'Project K-9 Hero' provides lifelong medical care for K-9s after service

They are loyal companions who risk their lives for Americans each and every day.

In tonight's Good News Guarantee, we learn about an organization that looks after the nation's K-9s long after they retire from duty.

Suzi is a TSA employee, on the job at Chicago's Midway Airport. She sniffs the air currents to detect explosive materials. The 8-year-old German Shepherd doesn't think twice about her role protecting travelers.

"I've had her since she was about 18 months old," said Justin Wolfschlag, Suzi's handler. "She's part of the family."

That's why Wolfschlag was elated when he learned all of Suzi's medical care would be paid for by the national nonprofit "Project K-9 Hero."

Jason Johnson founded the organization in 2016.

"No one was there to help these working dogs once they get out of service. Their medical care, that's not taken care of by the agencies they serve, it's up to the handler, whoever adopts the dog," Johnson said.

Each week "Project K-9 Hero" selects one K-9 to receive life-long medical care.

"The fact that my family doesn't have to come out of pocket anymore once she retires and she stays with us is absolutely amazing because that can be upwards of 20 to 25 thousand dollars," Wolfschlag said.

To date, the organization has paid for the health care of 256 K-9s in retirement.

"I was elated to hear about this K-9 Project Hero and their effectiveness at providing that type of medical care for K-9s after their usefulness for the federal government or any law enforcement entity," said Robert Jennings, supervisory transportation security specialist for K-9s.

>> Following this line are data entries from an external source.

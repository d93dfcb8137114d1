//! SmallLang Interpreter
//!
//! A front end (table-driven DFA lexer, recursive-descent parser,
//! type-checking semantic analyzer) and a tree-walking evaluator for
//! the SmallLang toy language.

mod frontend;
mod interp;
mod scope;
mod utils;
mod xml;

use clap::{Parser, Subcommand};
use log::debug;
use std::fs;
use std::io;
use std::path::{Path, PathBuf};
use std::process;

use frontend::ast::Program;
use frontend::lexer::Lexer;
use frontend::parser::Parser as SmallParser;
use frontend::semantic::Analyzer;
use interp::executor::Executor;
use xml::XmlWriter;

/// SmallLang Interpreter
#[derive(Parser, Debug)]
#[command(name = "smallc")]
#[command(version = "0.1.0")]
#[command(about = "SmallLang interpreter - lexes, checks and runs SmallLang programs")]
struct Cli {
    #[command(subcommand)]
    command: Option<Commands>,

    /// Input source file
    #[arg(value_name = "FILE")]
    input: Option<PathBuf>,
}

#[derive(Subcommand, Debug)]
enum Commands {
    /// Run a source file
    Run {
        /// Input source file
        input: PathBuf,
    },
    /// Check a source file for errors without running it
    Check {
        /// Input source file
        input: PathBuf,
    },
    /// Print the program tree as XML
    Dump {
        /// Input source file
        input: PathBuf,

        /// Write the dump to a file instead of stdout
        #[arg(short, long)]
        output: Option<PathBuf>,
    },
    /// Print version information
    Version,
}

fn main() {
    env_logger::init();

    let cli = Cli::parse();

    match cli.command {
        Some(Commands::Run { input }) => run_file(&input),
        Some(Commands::Check { input }) => check_file(&input),
        Some(Commands::Dump { input, output }) => dump_file(&input, output),
        Some(Commands::Version) => {
            println!("smallc 0.1.0");
            println!("SmallLang interpreter");
            println!("License: Apache-2.0");
        }
        None => match cli.input {
            // Default: run the input file
            Some(input) => run_file(&input),
            None => {
                eprintln!("error: no input file specified");
                eprintln!("usage: smallc <FILE> or smallc run <FILE>");
                process::exit(1);
            }
        },
    }
}

fn read_source(input: &Path) -> String {
    match fs::read_to_string(input) {
        Ok(source) => source,
        Err(e) => {
            eprintln!("error reading {}: {}", input.display(), e);
            process::exit(1);
        }
    }
}

fn parse_source(source: &str) -> Program {
    debug!("lexing and parsing");
    match SmallParser::new(Lexer::new(source)).parse_program() {
        Ok(program) => program,
        Err(e) => {
            eprintln!("error: {}", e);
            process::exit(1);
        }
    }
}

fn analyze_program(program: &Program) {
    debug!("semantic analysis");
    if let Err(e) = Analyzer::new().analyze(program) {
        eprintln!("error: {}", e);
        process::exit(1);
    }
}

fn run_file(input: &Path) {
    let source = read_source(input);
    let program = parse_source(&source);
    analyze_program(&program);

    debug!("executing");
    let stdout = io::stdout();
    if let Err(e) = Executor::new(stdout.lock()).execute(&program) {
        eprintln!("error: {}", e);
        process::exit(1);
    }
}

fn check_file(input: &Path) {
    let source = read_source(input);
    let program = parse_source(&source);
    analyze_program(&program);
    println!("{}: ok", input.display());
}

fn dump_file(input: &Path, output: Option<PathBuf>) {
    let source = read_source(input);
    let program = parse_source(&source);

    let doc = XmlWriter::new().render(&program);
    match output {
        Some(path) => {
            if let Err(e) = fs::write(&path, doc) {
                eprintln!("error writing {}: {}", path.display(), e);
                process::exit(1);
            }
        }
        None => print!("{}", doc),
    }
}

For Suzi, it means she'll receive the top-notch medical care she deserves after a decade serving our country.

Jason Johnson, Project K-9 Hero founder, emphasized the commitment of these K-9s: "They raise their paw without hesitation; they will give their life for you and I, they will give their life for their partner. I'm trying to change the way we as a government or we as a society look at these dogs, and I want to make sure they're taken care of for generations to come."

If you're interested in learning more about Project K-9 Hero, you can visit ProjectK9Hero.org.

The organization also has a kennel in Tennessee where they care for retired dogs without homes. In one case, they were able to transfer one of those dogs to the sister of a soldier who died overseas, so that she had a memory of her brother. They also paid for that dog's healthcare.